When we add the io.micronaut:management dependency to our Micronaut application we get, among other things, a /health endpoint. We must enable it in our application configuration where we can also configure how much information is shown and if we want to secure the endpoint. Micronaut has some built-in health indicators, some of which are only available based on certain conditions. For example there is a disk space health indicator that will return a status of DOWN when the free disk space is less than a (configurable) threshold. If we would have one or more DataSource beans for database access in our application context a health indicator is added as well to show if the database(s) are available or not.
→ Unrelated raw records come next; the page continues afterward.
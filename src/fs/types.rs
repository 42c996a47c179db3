//! File System Types
//!
//! Error taxonomy and snapshot types for the virtual file system.

use serde::{Deserialize, Serialize};
use thiserror::Error;

/// File system errors. All are recoverable and carry the offending path.
#[derive(Error, Debug, Clone, PartialEq, Eq)]
pub enum FsError {
    #[error("Path not found: {path}")]
    PathNotFound { path: String },

    #[error("Not a directory: {path}")]
    NotADirectory { path: String },

    #[error("Is a directory: {path}")]
    IsADirectory { path: String },

    #[error("File not found: {path}")]
    FileNotFound { path: String },

    #[error("Directory not empty: {path}")]
    DirectoryNotEmpty { path: String },

    #[error("Cannot remove root directory")]
    CannotRemoveRoot,

    #[error("Invalid argument: {reason}")]
    InvalidArgument { reason: String },
}

/// Node kind in a serialized tree.
#[derive(Debug, Clone, Copy, PartialEq, Eq, Serialize, Deserialize)]
#[serde(rename_all = "lowercase")]
pub enum SnapshotKind {
    Directory,
    File,
}

/// One node of a serialized tree. Files carry `content`, directories carry
/// `children` (in listing order); the two are never both present.
#[derive(Debug, Clone, PartialEq, Serialize, Deserialize)]
pub struct NodeSnapshot {
    pub name: String,
    pub kind: SnapshotKind,
    #[serde(default, skip_serializing_if = "Option::is_none")]
    pub content: Option<String>,
    #[serde(default, skip_serializing_if = "Vec::is_empty")]
    pub children: Vec<NodeSnapshot>,
}

impl NodeSnapshot {
    /// Directory snapshot with the given children.
    pub fn directory(name: impl Into<String>, children: Vec<NodeSnapshot>) -> Self {
        Self {
            name: name.into(),
            kind: SnapshotKind::Directory,
            content: None,
            children,
        }
    }

    /// File snapshot with the given content.
    pub fn file(name: impl Into<String>, content: impl Into<String>) -> Self {
        Self {
            name: name.into(),
            kind: SnapshotKind::File,
            content: Some(content.into()),
            children: Vec::new(),
        }
    }
}

// ============================================================================
// Tests
// ============================================================================

#[cfg(test)]
mod tests {
    use super::*;

    #[test]
    fn test_error_messages() {
        let err = FsError::PathNotFound { path: "/a/b".to_string() };
        assert_eq!(err.to_string(), "Path not found: /a/b");

        let err = FsError::IsADirectory { path: "/docs".to_string() };
        assert_eq!(err.to_string(), "Is a directory: /docs");

        assert_eq!(FsError::CannotRemoveRoot.to_string(), "Cannot remove root directory");
    }

    #[test]
    fn test_snapshot_serialization() {
        let snap = NodeSnapshot::directory(
            "/",
            vec![
                NodeSnapshot::directory("docs", vec![NodeSnapshot::file("readme.txt", "hi")]),
                NodeSnapshot::file("notes.md", ""),
            ],
        );

        let json = serde_json::to_string(&snap).unwrap();
        let parsed: NodeSnapshot = serde_json::from_str(&json).unwrap();
        assert_eq!(parsed, snap);

        // Directories omit `content`, files omit `children`.
        assert!(!json.contains("\"content\":null"));
        assert!(json.contains("\"kind\":\"directory\""));
        assert!(json.contains("\"kind\":\"file\""));
    }
}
We can also add our own health indicator that will show up in the /health endpoint. We must write a class that implements the HealthIndicator interface and add it to the application context. We could add some conditions to make sure the bean is loaded when needed. Micronaut also has the abstract AbstractHealthIndicator class that can be used as base class for writing custom health indicators.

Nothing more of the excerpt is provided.